2. Des terrains dévoyés par leur instrumentalisation

Cette évidence philosophique d’une prise à revers de la position surplombante de l’enquêteur par l’intersubjectivité introduite par la relation d’entretien ne peut toutefois exister qu’en relation à une finalité authentiquement informative de l’entretien. Mais c’est précisément cette finalité qui est remise en cause par la commande de l’enquête elle-même. Commande qui, sous couvert d’une ambition de savoir, peut mettre en œuvre l’instrumentalisation du sociologue dans un rapport de pouvoir, plaçant au cœur du terrain le double langage de la position du chercheur.
La sociologie de l’École de Chicago du début du XXème siècle est actrice de ce double langage, inscrit dans la question de l’appropriation du territoire : l’appropriation du territoire urbain devient, après celle du territoire rural, la nouvelle forme de la conquête, telle qu’elle se manifeste dans l’idéologie dominante américaine. Et le parallèle est saisissant, entre l’idéologie conquérante du western à l’encontre des populations indiennes, et celle d’une volonté de recomposition du territoire urbain, par la réappropriation de ses zones d’ombre et lieux de soulèvement, qui fait suite aux émeutes raciales de 1919 à Chicago. Les émeutes raciales sont liées prioritairement à la domination économique, à l’exploitation du travail et aux obstacles à l’accès au logement. Mais William Isaac Thomas en donne, dans un article de 1923, le présupposé :

Toute grande ville a ses colonies raciales.

La conquête du territoire urbain devient ainsi un enjeu social de discrimination raciale. Les chercheurs chargés de l’analyser sont des Blancs, et on peut lire sous la plume de Robert Park, figure de proue de l’École de Chicago, dans un article de 1925, cette « analyse » fort éclairante d’une « écologie urbaine » qui considère la « pauvreté » à la fois héréditaire, liée au « vice » et consubstantielle de certains espaces urbains :

Dans la grande ville, la promiscuité malsaine et contagieuse dans laquelle vivent l’indigent, le vicieux, le délinquant, fait qu’ils se reproduisent indéfiniment, corps et âme, et je me suis souvent dit que ces longues généalogies des Jukes et des tribus d’Ismaël n’auraient pas présenté une telle régularité désespérante dans le vice, le crime et la pauvreté si elles n’étaient pas bien adaptées à l’environnement dans lequel elles sont condamnées à exister.

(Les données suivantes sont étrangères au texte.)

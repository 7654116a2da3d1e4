//! World to GPU conversion
//!
//! Turns the sandbox world into per-instance data grouped by mesh, and the
//! ground grid into colored line vertices.

use std::ops::Range;

use sandbox_core::{Color, ObjectKind, World, CUBE_SIZE, SPHERE_RADIUS};
use sandbox_math::{Cuboid, GroundGrid, Mat4, MeshShape, Quat, UvSphere, Vec3};

use crate::pipeline::{InstanceData, LineVertex};

/// Base color of the black hole sphere
pub const BLACK_HOLE_COLOR: Color = Color::rgb(0, 0, 0);
/// Faint glow so the black hole stands out against the dark background
pub const BLACK_HOLE_EMISSIVE: Color = Color::rgb(0x22, 0x00, 0x33);

/// Shared meshes
#[derive(Clone, Copy, Debug, PartialEq, Eq, Hash)]
pub enum MeshId {
    /// Cube of side [`CUBE_SIZE`]; also used for walls
    Cube,
    /// Sphere of radius [`SPHERE_RADIUS`]; also used for the black hole
    Sphere,
}

impl MeshId {
    pub const ALL: [MeshId; 2] = [MeshId::Cube, MeshId::Sphere];

    pub fn for_kind(kind: ObjectKind) -> Self {
        match kind {
            ObjectKind::Cube | ObjectKind::Wall => MeshId::Cube,
            ObjectKind::Sphere => MeshId::Sphere,
        }
    }

    pub fn label(&self) -> &'static str {
        match self {
            MeshId::Cube => "Cube",
            MeshId::Sphere => "Sphere",
        }
    }
}

/// CPU-side geometry for every [`MeshId`]
pub struct MeshLibrary {
    cube: Cuboid,
    sphere: UvSphere,
}

impl Default for MeshLibrary {
    fn default() -> Self {
        Self::new()
    }
}

impl MeshLibrary {
    pub fn new() -> Self {
        Self {
            cube: Cuboid::cube(CUBE_SIZE),
            sphere: UvSphere::new(SPHERE_RADIUS),
        }
    }

    pub fn mesh(&self, id: MeshId) -> &dyn MeshShape {
        match id {
            MeshId::Cube => &self.cube,
            MeshId::Sphere => &self.sphere,
        }
    }
}

/// Instances that share one mesh
#[derive(Clone, Debug, PartialEq)]
pub struct DrawBatch {
    pub mesh: MeshId,
    pub instances: Range<u32>,
}

/// Per-frame instance data for the whole world
#[derive(Clone, Debug, Default)]
pub struct SceneGeometry {
    pub instances: Vec<InstanceData>,
    pub batches: Vec<DrawBatch>,
}

impl SceneGeometry {
    /// Collect one instance per object, plus the black hole when enabled
    pub fn from_world(world: &World) -> Self {
        let mut geometry = Self::default();

        for mesh in MeshId::ALL {
            let start = geometry.instances.len() as u32;

            for (_key, object) in world.iter() {
                if MeshId::for_kind(object.kind) != mesh {
                    continue;
                }
                geometry.instances.push(InstanceData::new(
                    object.transform.to_matrix(),
                    object.material.base_color.to_linear(),
                    object.material.emissive.to_linear(),
                ));
            }

            if mesh == MeshId::Sphere {
                let hole = world.black_hole();
                if hole.enabled && hole.capture_radius > 0.0 {
                    let scale = Vec3::splat(hole.capture_radius / SPHERE_RADIUS);
                    let model = Mat4::from_scale_rotation_translation(scale, Quat::IDENTITY, hole.position);
                    geometry.instances.push(InstanceData::new(
                        model,
                        BLACK_HOLE_COLOR.to_linear(),
                        BLACK_HOLE_EMISSIVE.to_linear(),
                    ));
                }
            }

            let end = geometry.instances.len() as u32;
            if end > start {
                geometry.batches.push(DrawBatch {
                    mesh,
                    instances: start..end,
                });
            }
        }

        geometry
    }

    pub fn instance_count(&self) -> usize {
        self.instances.len()
    }
}

/// Line vertices for the ground grid
#[derive(Clone, Debug)]
pub struct GridGeometry {
    pub vertices: Vec<LineVertex>,
}

impl GridGeometry {
    /// Grid lines in `line_color`, the two lines through the origin in `center_color`
    pub fn new(grid: &GroundGrid, center_color: Color, line_color: Color) -> Self {
        let center = center_color.to_linear();
        let regular = line_color.to_linear();

        let vertices = grid
            .lines()
            .iter()
            .flat_map(|line| {
                let color = if line.is_center { center } else { regular };
                [
                    LineVertex {
                        position: line.start.to_array(),
                        color,
                    },
                    LineVertex {
                        position: line.end.to_array(),
                        color,
                    },
                ]
            })
            .collect();

        Self { vertices }
    }

    pub fn line_count(&self) -> usize {
        self.vertices.len() / 2
    }
}
//! Primitive Physics Sandbox
//!
//! Fly around a ground plane, drop cubes, spheres and walls, and watch them
//! fall into a black hole.

use winit::{
    application::ApplicationHandler,
    event::{DeviceEvent, DeviceId, ElementState, MouseButton, WindowEvent},
    event_loop::{ActiveEventLoop, ControlFlow, EventLoop},
    keyboard::PhysicalKey,
    window::WindowId,
};

use sandbox::config::AppConfig;
use sandbox::input::{InputAction, InputMapper};
use sandbox::sandbox::{Sandbox, WindowRequest};
use sandbox::systems::{RenderError, RenderSystem, UiFrame, WindowSystem};
use sandbox::ui::{self, HudInfo};

/// Main application state
struct App {
    /// Application configuration
    config: AppConfig,
    sandbox: Sandbox,
    window: Option<WindowSystem>,
    render: Option<RenderSystem>,
    egui_ctx: egui::Context,
    egui_state: Option<egui_winit::State>,
    /// Mode label currently in the title bar
    title_mode: &'static str,
}

impl App {
    fn new(config: AppConfig) -> Self {
        let sandbox = Sandbox::from_config(&config);
        log::info!(
            "Sandbox ready: limit {} objects, black hole {}",
            config.sandbox.max_objects,
            if config.black_hole.enabled { "on" } else { "off" }
        );

        Self {
            config,
            sandbox,
            window: None,
            render: None,
            egui_ctx: egui::Context::default(),
            egui_state: None,
            title_mode: "",
        }
    }

    /// Put the current mode in the title bar if it changed
    fn refresh_title(&mut self) {
        let mode = self.sandbox.studio.strings().mode(self.sandbox.studio.edit_mode);
        if mode == self.title_mode {
            return;
        }
        if let Some(window) = &self.window {
            window.update_title(mode);
            self.title_mode = mode;
        }
    }

    fn apply_action(&mut self, event_loop: &ActiveEventLoop, action: InputAction) {
        match self.sandbox.handle_action(action) {
            Some(WindowRequest::Exit) => event_loop.exit(),
            Some(WindowRequest::ToggleFullscreen) => {
                if let Some(window) = &self.window {
                    window.toggle_fullscreen();
                }
            }
            Some(WindowRequest::UpdateTitle) => self.refresh_title(),
            None => {}
        }
    }

    /// Run the UI for this frame and hand back what the renderer needs
    fn run_ui(&mut self, hud: &HudInfo) -> Option<egui::FullOutput> {
        let (window, egui_state) = (self.window.as_ref()?, self.egui_state.as_mut()?);
        let raw_input = egui_state.take_egui_input(window.window());

        let sandbox = &mut self.sandbox;
        let mut commands = Vec::new();
        let output = self.egui_ctx.run(raw_input, |ctx| {
            commands = ui::draw(ctx, &mut sandbox.studio, &sandbox.world, hud);
        });

        for command in commands {
            sandbox.handle_command(command);
        }
        Some(output)
    }

    fn redraw(&mut self, event_loop: &ActiveEventLoop) {
        let result = self.sandbox.update();
        if result.steps == 0 {
            log::trace!("Frame shorter than one physics step ({:.4}s)", result.dt);
        }

        let hud = HudInfo {
            camera_position: result.camera_position,
            show_coordinates: self.config.debug.show_hud,
        };
        let Some(output) = self.run_ui(&hud) else {
            return;
        };
        self.refresh_title();

        if let (Some(window), Some(egui_state)) = (&self.window, &mut self.egui_state) {
            egui_state.handle_platform_output(window.window(), output.platform_output);
        }

        let primitives = self.egui_ctx.tessellate(output.shapes, output.pixels_per_point);
        let ui_frame = UiFrame {
            primitives: &primitives,
            textures_delta: &output.textures_delta,
            pixels_per_point: output.pixels_per_point,
        };

        if let Some(render) = &mut self.render {
            match render.render_frame(&self.sandbox.camera, &self.sandbox.world, &ui_frame) {
                Ok(()) => {}
                Err(RenderError::SurfaceLost) => render.recover_surface(),
                Err(RenderError::OutOfMemory) => {
                    log::error!("GPU out of memory, exiting");
                    event_loop.exit();
                    return;
                }
                Err(e) => log::warn!("{}", e),
            }
        }

        // Request next frame
        if let Some(window) = &self.window {
            window.request_redraw();
        }
    }
}

impl ApplicationHandler for App {
    fn resumed(&mut self, event_loop: &ActiveEventLoop) {
        if self.window.is_some() {
            return;
        }

        let window = match WindowSystem::create(event_loop, &self.config.window) {
            Ok(window) => window,
            Err(e) => {
                log::error!("{}", e);
                event_loop.exit();
                return;
            }
        };

        let render = match RenderSystem::new(
            window.window().clone(),
            self.config.rendering.clone(),
            self.config.window.vsync,
        ) {
            Ok(render) => render,
            Err(e) => {
                log::error!("{}", e);
                event_loop.exit();
                return;
            }
        };
        let (width, height) = render.size();
        log::info!("Rendering at {}x{}", width, height);

        let egui_state = egui_winit::State::new(
            self.egui_ctx.clone(),
            egui::ViewportId::ROOT,
            window.window(),
            Some(window.window().scale_factor() as f32),
            None,
            None,
        );

        self.window = Some(window);
        self.render = Some(render);
        self.egui_state = Some(egui_state);
        self.refresh_title();
        self.sandbox.pause();
    }

    fn window_event(&mut self, event_loop: &ActiveEventLoop, _id: WindowId, event: WindowEvent) {
        // egui sees every event first so it can track focus and hover
        let consumed = match (&self.window, &mut self.egui_state) {
            (Some(window), Some(egui_state)) => egui_state.on_window_event(window.window(), &event).consumed,
            _ => false,
        };

        match event {
            WindowEvent::CloseRequested => {
                event_loop.exit();
            }

            WindowEvent::Resized(physical_size) => {
                if let Some(render) = &mut self.render {
                    render.resize(physical_size.width, physical_size.height);
                }
            }

            WindowEvent::Focused(false) => {
                self.sandbox.pause();
            }

            WindowEvent::KeyboardInput { event, .. } => {
                let PhysicalKey::Code(key) = event.physical_key else {
                    return;
                };
                let ui_wants_keyboard = self.egui_ctx.wants_keyboard_input();
                let ctx = self.sandbox.input_context(ui_wants_keyboard);
                if let Some(action) = InputMapper::map_keyboard(key, event.state, ctx) {
                    self.apply_action(event_loop, action);
                    return;
                }
                // Releases always reach the controller so keys never stick
                if !ui_wants_keyboard || event.state == ElementState::Released {
                    self.sandbox.controller.process_keyboard(key, event.state);
                }
            }

            WindowEvent::MouseInput { state, button, .. } => {
                let over_ui = consumed || self.egui_ctx.wants_pointer_input();
                match button {
                    MouseButton::Right => {
                        if !over_ui || state == ElementState::Released {
                            self.sandbox.controller.process_mouse_button(button, state);
                        }
                    }
                    _ => {
                        let ctx = self.sandbox.input_context(over_ui);
                        if let Some(action) = InputMapper::map_mouse_button(button, state, ctx) {
                            self.apply_action(event_loop, action);
                        }
                    }
                }
            }

            WindowEvent::RedrawRequested => {
                self.redraw(event_loop);
            }

            _ => {}
        }
    }

    fn device_event(
        &mut self,
        _event_loop: &ActiveEventLoop,
        _device_id: DeviceId,
        event: DeviceEvent,
    ) {
        if let DeviceEvent::MouseMotion { delta } = event {
            self.sandbox.controller.process_mouse_motion(delta.0, delta.1);
        }
    }
}

fn main() {
    let loaded = AppConfig::load();
    let log_level = match &loaded {
        Ok(config) => config.debug.log_level.clone(),
        Err(_) => AppConfig::default().debug.log_level,
    };
    env_logger::Builder::from_env(env_logger::Env::default().default_filter_or(log_level)).init();

    let config = loaded.unwrap_or_else(|e| {
        log::warn!("Failed to load config: {}. Using defaults.", e);
        AppConfig::default()
    });
    log::info!("Starting {}", config.window.title);

    // Create event loop
    let event_loop = EventLoop::new().expect("Failed to create event loop");
    event_loop.set_control_flow(ControlFlow::Poll);

    // Create and run application
    let mut app = App::new(config);
    event_loop.run_app(&mut app).expect("Event loop error");
}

C’est donc bien de contrôle social qu’il s’agit, non pas seulement pour stigmatiser l’origine « ethnique », mais pour la circonscrire. Le même « sociologue » écrit en 1929 :

La science de la nature est née dans un effort de l’homme pour parvenir au contrôle de l’univers physique. La science sociale cherche aujourd’hui par les mêmes méthodes désintéressées, à procurer à l’homme le contrôle de l’homme.

L’adjectif « désintéressé », pour qualifier le « contrôle de l’homme sur l’homme », a quelque chose de sidérant, tant il est clair qu’il s’agit bien du contrôle d’une classe d’hommes sur une autre, classification qui s’opère autant par le repérage ethnique que par la discrimination économique. Dans un texte de 1952, écrit donc un quart de siècle plus tard par le même auteur, on a la conséquence logique de ce « désintéressement », tirée sans le moindre état d’âme :

Les noirs, la pauvreté, les familles nombreuses, les Églises, sont des indices d’une communauté de niveau intérieur. Par contre, les dentistes, les bureaux de tabac, la propriété du logement et un faible taux de natalité – je chois quelques traits au hasard – sont des indices d’une communauté de niveau supérieur.

Chercher à comprendre le réel sera bel et bien ici chercher à l’orienter ou le réorienter : lui donner sens, c’est assigner une finalité aux actions sociales qui vont contribuer à accréditer la ségrégation, à la légitimer et à faire du territoire urbain l’objet d’une conquête de la « civilisation » ou d’un empiètement de la sauvagerie primitive. Et cette partition recouvre bien évidemment une partition raciale. En 1921, Roderick Mackenzie, autre éminent membre de l’École de Chicago écrivait :

Le quartier noir, c’est l’ « ombre du tableau » pour les gens de Hilltop si fiers de leur communauté. (…) Beaucoup de familles de couleur y vivent depuis plus de trente ans, mais il s’y est ajouté un apport d’occupants noirs qui a suivi de peu les émeutes de Springfield, voilà dix ans environ. Un marchand de biens immobiliers dépourvu de « sens social » et « âpre au gain » a vendu sa propriété à ces gens-là qui, de ce fait, sont devenus des éléments inamovibles de la communauté. Pourtant, en-dehors des graves problèmes que leur présence suscite dans les écoles, les gens de couleur vivent entre eux.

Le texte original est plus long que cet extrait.